Hollywood has long stereotyped Latino teens as violent, gangbanging thugs steeped in drugs and misogyny. Larry Clark’s “Wassup Rockers” is a welcome and different portrayal of Latino teenagers in America. Jonathan (Jonathan Velazquez), Kiko (Francisco Pedrasa), and Milton a.k.a. Spermball (Milton Velzaquez) are poor kids living in the Hispanic ghetto of South Central Los Angeles. These kids are not like their peers. They listen to punk rock, wear tight clothes, and spend their days looking for the best spots to go skateboarding. They abhor violence and go out of their way to avoid it. These kids are atypical. But they are cool, and all the girls know it. And they’re not actors. Clark discovered them while doing a photo shoot at an LA park.

The film begins as a documentary. We’re first introduced to Jonathan, who’s basically the leader of the group and a true gigolo. We meet the other kids and get a glimpse into their lives. They’re constantly harassed for their looks and musical preference. Every day is spent avoiding fights. They’re dirt poor, but have tremendous family bonds. The story takes a fictional turn when the teens go to Beverly Hills to skate a famous set of stairs. They end up hitting on a pair of rich suburban girls and arouse the ire of a hideously racist cop. On the run, they embark on a twisted Homeric journey home. Filled with tragedy and the spectacle of an unfamiliar world.

Larry Clark likes to shock his audience. “Wassup Rockers” is easily his tamest film so far. There are some disturbing scenes, but nothing compared to his earlier work. This film is primarily a character study of these teens. He wants to immerse you in their lives; then show you how difficult and dangerous it is to truly be different. He accomplishes this goal by skillfully incorporating the vastness of Los Angeles. Without a car, stuck in a strange place, it really is a feat getting back home for them. We appreciate the difficulty of their circumstance.

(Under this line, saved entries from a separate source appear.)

//! SDCP JSON envelopes and command identifiers.
//!
//! The same envelope travels over the WebSocket transport and the
//! broker-mediated MQTT transport; only the topic prefix differs.

pub mod command;
mod envelope;
pub(crate) mod session;

pub use envelope::{
    RequestData, SdcpMessage, SdcpRequest, SdcpResponse, TopicKind, TopicStyle, encode_push,
    encode_response, new_request_id,
};
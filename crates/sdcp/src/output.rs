//! Output formatting: table, JSON, YAML.
//!
//! Table uses `tabled`; the structured formats serialize the domain types
//! directly so scripts see every field.

use std::io::{self, IsTerminal, Write};

use owo_colors::OwoColorize;
use tabled::{Table, Tabled, settings::Style};

use crate::cli::{ColorMode, OutputFormat};
use crate::error::CliError;

pub fn should_color(mode: ColorMode) -> bool {
    match mode {
        ColorMode::Always => true,
        ColorMode::Never => false,
        ColorMode::Auto => io::stdout().is_terminal() && std::env::var_os("NO_COLOR").is_none(),
    }
}

// ── Render dispatchers ───────────────────────────────────────────────

/// Render a list: `to_row` builds table rows, the structured formats
/// serialize `data` as-is.
pub fn render_list<T, R>(
    format: OutputFormat,
    data: &[T],
    to_row: impl Fn(&T) -> R,
) -> Result<String, CliError>
where
    T: serde::Serialize,
    R: Tabled,
{
    match format {
        OutputFormat::Table => {
            let rows: Vec<R> = data.iter().map(to_row).collect();
            Ok(render_table(&rows))
        }
        OutputFormat::Json => render_json(data, false),
        OutputFormat::JsonCompact => render_json(data, true),
        OutputFormat::Yaml => render_yaml(data),
    }
}

/// Render a single item; table mode uses `detail_fn`'s key/value pairs.
pub fn render_single<T>(
    format: OutputFormat,
    data: &T,
    detail_fn: impl Fn(&T) -> Vec<(&'static str, String)>,
) -> Result<String, CliError>
where
    T: serde::Serialize + ?Sized,
{
    match format {
        OutputFormat::Table => Ok(render_detail(&detail_fn(data))),
        OutputFormat::Json => render_json(data, false),
        OutputFormat::JsonCompact => render_json(data, true),
        OutputFormat::Yaml => render_yaml(data),
    }
}

pub fn print_output(output: &str, quiet: bool) {
    if quiet || output.is_empty() {
        return;
    }
    let mut stdout = io::stdout().lock();
    let _ = writeln!(stdout, "{output}");
}

// ── Format-specific renderers ────────────────────────────────────────

fn render_table<R: Tabled>(rows: &[R]) -> String {
    Table::new(rows).with(Style::rounded()).to_string()
}

fn render_detail(pairs: &[(&'static str, String)]) -> String {
    let width = pairs.iter().map(|(k, _)| k.len()).max().unwrap_or(0);
    pairs
        .iter()
        .map(|(key, value)| format!("{key:>width$}  {value}"))
        .collect::<Vec<_>>()
        .join("\n")
}

pub(crate) fn render_json<T: serde::Serialize + ?Sized>(
    data: &T,
    compact: bool,
) -> Result<String, CliError> {
    let rendered = if compact {
        serde_json::to_string(data)
    } else {
        serde_json::to_string_pretty(data)
    };
    rendered.map_err(|e| CliError::Render(e.to_string()))
}

pub(crate) fn render_yaml<T: serde::Serialize + ?Sized>(data: &T) -> Result<String, CliError> {
    serde_yaml::to_string(data).map_err(|e| CliError::Render(e.to_string()))
}

// ── Small formatting helpers ─────────────────────────────────────────

pub fn or_dash<T: ToString>(value: Option<T>) -> String {
    value.map_or_else(|| "-".into(), |v| v.to_string())
}

/// `h:mm:ss` from milliseconds.
pub fn duration_ms(ms: u64) -> String {
    let secs = ms / 1000;
    format!("{}:{:02}:{:02}", secs / 3600, (secs / 60) % 60, secs % 60)
}

pub fn emphasize(text: &str, color: bool) -> String {
    if color {
        text.bold().to_string()
    } else {
        text.to_owned()
    }
}

#[cfg(test)]
#[allow(clippy::unwrap_used)]
mod tests {
    use super::*;

    #[test]
    fn durations_render_as_clock_time() {
        assert_eq!(duration_ms(0), "0:00:00");
        assert_eq!(duration_ms(61_000), "0:01:01");
        assert_eq!(duration_ms(3_723_000), "1:02:03");
    }

    #[test]
    fn detail_keys_are_right_aligned() {
        let out = render_detail(&[("a", "1".into()), ("long", "2".into())]);
        assert_eq!(out, "   a  1\nlong  2");
    }
}
//! Multi-printer gateway: one local endpoint in front of many SDCP printers.
//!
//! - **[`Registry`]**: ordered id → [`Printer`](sdcp_core::Printer) map; the
//!   first registered printer is the routing fallback.
//! - **[`routing`]**: picks the target printer for a request (query id,
//!   `/printer/<id>/` path, `Referer`, path segment, first registered).
//! - **[`rewrite`]**: replaces printer addresses with the gateway's own,
//!   over whole JSON replies or chunked bodies.
//! - **[`DiscoveryResponder`]**: answers `M99999` probes for every
//!   registered printer, rate-limited per sender.
//! - **[`Gateway`]**: HTTP passthrough, REST API, WebSocket routing and
//!   broadcast, MJPEG passthrough.

mod api;
pub mod error;
mod proxy;
pub mod registry;
pub mod responder;
pub mod rewrite;
pub mod routing;
pub mod server;
pub mod ws;

pub use api::{PrinterSummary, RegisterRequest};
pub use error::GatewayError;
pub use registry::Registry;
pub use responder::{DiscoveryResponder, ProbeRateLimiter};
pub use rewrite::{PublicAddress, Rewriter, StreamRewriter};
pub use routing::{Route, RouteSource};
pub use server::{Gateway, GatewayConfig};
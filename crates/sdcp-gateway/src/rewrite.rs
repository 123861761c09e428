// ── URL rewriting ──
//
// Printers embed their own address in replies and web assets. Everything
// forwarded to a client goes through a `Rewriter` so clients only ever see
// the gateway. JSON replies are rewritten value by value; streamed assets
// go through `StreamRewriter`, which holds back a tail so a pattern split
// across two chunks is still replaced.

use std::borrow::Cow;

use bytes::{Bytes, BytesMut};
use futures_util::{Stream, StreamExt};
use serde_json::Value;

/// Port the printer serves its MJPEG stream on.
pub const DEVICE_VIDEO_PORT: u16 = 3031;
/// Port the printer serves HTTP and WebSocket on.
pub const DEVICE_HTTP_PORT: u16 = 3030;

#[derive(Debug, Clone, PartialEq, Eq)]
struct Rule {
    from: Vec<u8>,
    to: Vec<u8>,
}

/// Where the gateway is reachable from clients.
#[derive(Debug, Clone)]
pub struct PublicAddress {
    pub host: String,
    pub http_port: u16,
    pub video_port: u16,
}

/// Ordered set of literal substitutions. At any position the first rule
/// that matches wins.
#[derive(Debug, Clone, Default, PartialEq, Eq)]
pub struct Rewriter {
    rules: Vec<Rule>,
}

impl Rewriter {
    pub fn new() -> Self {
        Self::default()
    }

    pub fn rule(mut self, from: impl Into<String>, to: impl Into<String>) -> Self {
        let from = from.into().into_bytes();
        if !from.is_empty() {
            self.rules.push(Rule {
                from,
                to: to.into().into_bytes(),
            });
        }
        self
    }

    /// Rules for replies from one printer: its video URL moves behind the
    /// gateway's video surface, its HTTP address behind the HTTP surface.
    pub fn for_device(
        device_id: &str,
        device_host: &str,
        device_http_port: u16,
        public: &PublicAddress,
    ) -> Self {
        let PublicAddress {
            host,
            http_port,
            video_port,
        } = public;
        Self::new()
            .rule(
                format!("http://{device_host}:{DEVICE_VIDEO_PORT}/"),
                format!("http://{host}:{video_port}/printer/{device_id}/"),
            )
            .rule(
                format!("{device_host}:{device_http_port}"),
                format!("{host}:{http_port}"),
            )
    }

    /// `for_device` plus id injection into the WebSocket endpoint, for web
    /// assets that open their own socket.
    pub fn for_assets(
        device_id: &str,
        device_host: &str,
        device_http_port: u16,
        public: &PublicAddress,
    ) -> Self {
        Self::for_device(device_id, device_host, device_http_port, public)
            .rule("/websocket\"", format!("/websocket?id={device_id}\""))
            .rule("/websocket'", format!("/websocket?id={device_id}'"))
            .rule("/websocket`", format!("/websocket?id={device_id}`"))
    }

    pub fn is_empty(&self) -> bool {
        self.rules.is_empty()
    }

    fn longest_pattern(&self) -> usize {
        self.rules.iter().map(|r| r.from.len()).max().unwrap_or(0)
    }

    /// Leftmost match at or after `from`: (position, rule).
    fn next_match(&self, haystack: &[u8], from: usize) -> Option<(usize, &Rule)> {
        let tail = haystack.get(from..)?;
        self.rules
            .iter()
            .filter_map(|rule| {
                tail.windows(rule.from.len())
                    .position(|window| window == rule.from.as_slice())
                    .map(|pos| (from + pos, rule))
            })
            .min_by_key(|(pos, _)| *pos)
    }

    /// Rewrite a complete buffer.
    pub fn apply_bytes<'a>(&self, input: &'a [u8]) -> Cow<'a, [u8]> {
        if self.next_match(input, 0).is_none() {
            return Cow::Borrowed(input);
        }
        let mut out = Vec::with_capacity(input.len());
        let mut cursor = 0;
        while let Some((pos, rule)) = self.next_match(input, cursor) {
            out.extend_from_slice(input.get(cursor..pos).unwrap_or_default());
            out.extend_from_slice(&rule.to);
            cursor = pos + rule.from.len();
        }
        out.extend_from_slice(input.get(cursor..).unwrap_or_default());
        Cow::Owned(out)
    }

    pub fn apply<'a>(&self, input: &'a str) -> Cow<'a, str> {
        match self.apply_bytes(input.as_bytes()) {
            Cow::Borrowed(_) => Cow::Borrowed(input),
            // Literal UTF-8 replacements at match boundaries keep the text valid.
            Cow::Owned(bytes) => Cow::Owned(String::from_utf8_lossy(&bytes).into_owned()),
        }
    }

    /// Rewrite every string inside a JSON document in place. Returns
    /// whether anything changed.
    pub fn apply_json(&self, value: &mut Value) -> bool {
        match value {
            Value::String(s) => match self.apply(s) {
                Cow::Owned(rewritten) => {
                    *s = rewritten;
                    true
                }
                Cow::Borrowed(_) => false,
            },
            Value::Array(items) => items
                .iter_mut()
                .fold(false, |changed, item| self.apply_json(item) | changed),
            Value::Object(map) => map
                .values_mut()
                .fold(false, |changed, item| self.apply_json(item) | changed),
            _ => false,
        }
    }

    pub fn streaming(&self) -> StreamRewriter {
        StreamRewriter {
            keep: self.longest_pattern().saturating_sub(1),
            rewriter: self.clone(),
            pending: BytesMut::new(),
        }
    }
}

// ── Streaming ────────────────────────────────────────────────────────

/// Chunk-by-chunk rewriting. Each `push` emits everything that can no
/// longer be part of a match; `finish` flushes the held-back tail.
#[derive(Debug)]
pub struct StreamRewriter {
    rewriter: Rewriter,
    keep: usize,
    pending: BytesMut,
}

impl StreamRewriter {
    pub fn push(&mut self, chunk: &[u8]) -> Bytes {
        self.pending.extend_from_slice(chunk);
        let buffer = &self.pending[..];
        let safe = buffer.len().saturating_sub(self.keep);

        let mut out = BytesMut::with_capacity(buffer.len());
        let mut cursor = 0;
        while let Some((pos, rule)) = self.rewriter.next_match(buffer, cursor) {
            if pos >= safe {
                break;
            }
            out.extend_from_slice(buffer.get(cursor..pos).unwrap_or_default());
            out.extend_from_slice(&rule.to);
            cursor = pos + rule.from.len();
        }
        let emit_to = safe.max(cursor);
        out.extend_from_slice(buffer.get(cursor..emit_to).unwrap_or_default());
        let _ = self.pending.split_to(emit_to);
        out.freeze()
    }

    pub fn finish(&mut self) -> Bytes {
        let rest = self.pending.split();
        Bytes::from(self.rewriter.apply_bytes(&rest).into_owned())
    }
}

/// Wrap a byte stream so every chunk passes through `rewriter`.
pub fn rewrite_stream<S, E>(stream: S, rewriter: Rewriter) -> impl Stream<Item = Result<Bytes, E>>
where
    S: Stream<Item = Result<Bytes, E>>,
{
    async_stream::stream! {
        let mut state = rewriter.streaming();
        let mut stream = std::pin::pin!(stream);
        while let Some(chunk) = stream.next().await {
            match chunk {
                Ok(chunk) => {
                    let out = state.push(&chunk);
                    if !out.is_empty() {
                        yield Ok(out);
                    }
                }
                Err(e) => {
                    yield Err(e);
                    return;
                }
            }
        }
        let tail = state.finish();
        if !tail.is_empty() {
            yield Ok(tail);
        }
    }
}

#[cfg(test)]
#[allow(clippy::unwrap_used)]
mod tests {
    use super::*;
    use pretty_assertions::assert_eq;
    use serde_json::json;

    fn public() -> PublicAddress {
        PublicAddress {
            host: "gateway.lan".into(),
            http_port: 3030,
            video_port: 3031,
        }
    }

    #[test]
    fn device_video_url_points_at_gateway() {
        let rewriter = Rewriter::for_device("MB1", "10.0.0.5", 3030, &public());
        assert_eq!(
            rewriter.apply("http://10.0.0.5:3031/video"),
            "http://gateway.lan:3031/printer/MB1/video"
        );
        assert_eq!(
            rewriter.apply("ws://10.0.0.5:3030/websocket"),
            "ws://gateway.lan:3030/websocket"
        );
        assert!(matches!(rewriter.apply("nothing here"), Cow::Borrowed(_)));
    }

    #[test]
    fn json_strings_are_rewritten_in_place() {
        let rewriter = Rewriter::for_device("MB1", "10.0.0.5", 3030, &public());
        let mut reply = json!({
            "Data": { "Ack": 0, "VideoUrl": "http://10.0.0.5:3031/video", "Other": [1, "10.0.0.5:3030"] }
        });
        assert!(rewriter.apply_json(&mut reply));
        assert_eq!(
            reply,
            json!({
                "Data": { "Ack": 0, "VideoUrl": "http://gateway.lan:3031/printer/MB1/video", "Other": [1, "gateway.lan:3030"] }
            })
        );
        assert!(!rewriter.apply_json(&mut json!({ "Ack": 0 })));
    }

    #[test]
    fn pattern_split_across_chunks_is_replaced() {
        let rewriter = Rewriter::new().rule("10.0.0.5:3030", "gw:80");
        let input = b"<a href=\"http://10.0.0.5:3030/index.html\">x</a> 10.0.0.5:3030";
        let expected = rewriter.apply_bytes(input).into_owned();

        for split in 0..=input.len() {
            let (a, b) = input.split_at(split);
            let mut state = rewriter.streaming();
            let mut out = Vec::new();
            out.extend_from_slice(&state.push(a));
            out.extend_from_slice(&state.push(b));
            out.extend_from_slice(&state.finish());
            assert_eq!(out, expected, "split at {split}");
        }
    }

    #[test]
    fn single_byte_chunks_match_whole_body() {
        let rewriter = Rewriter::for_assets("MB7", "10.0.0.5", 3030, &public());
        let input = br#"new WebSocket("ws://" + host + "/websocket"); fetch('http://10.0.0.5:3031/video')"#;
        let mut state = rewriter.streaming();
        let mut out = Vec::new();
        for byte in input {
            out.extend_from_slice(&state.push(std::slice::from_ref(byte)));
        }
        out.extend_from_slice(&state.finish());
        assert_eq!(
            String::from_utf8(out).unwrap(),
            r#"new WebSocket("ws://" + host + "/websocket?id=MB7"); fetch('http://gateway.lan:3031/printer/MB7/video')"#
        );
    }

    #[tokio::test]
    async fn stream_adapter_flushes_tail() {
        let rewriter = Rewriter::new().rule("abc", "X");
        let chunks: Vec<Result<Bytes, std::io::Error>> =
            vec![Ok(Bytes::from_static(b"zza")), Ok(Bytes::from_static(b"bcab")), Ok(Bytes::from_static(b"c"))];
        let out: Vec<Bytes> = rewrite_stream(futures_util::stream::iter(chunks), rewriter)
            .map(Result::unwrap)
            .collect()
            .await;
        assert_eq!(out.concat(), b"zzXX");
    }
}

The problem with the film is that it really goes overboard in the third act. Clark gets a bit heavy-handed and takes the film to far out of reality. I think that’s a mistake because there was a lot of realism to the story. It takes on a “Warriors” ethos where the entire world is against them. It’s too much and doesn’t work at all, especially where the violence is concerned. Clark should have stuck to the voyage home and avoided the theatrics.

I am continually fascinated and bothered by Larry Clark’s films. While his characterizations are true, and deeply reflective of modern times, he really sees no innocence or restraint in youth today. Rampant sexuality and violence are pervasive, but the constant focus on these themes is getting played out. “Wassup Rockers” is an interesting movie and solidly entertaining, but I hope he can move in a different direction and show some range in his themes.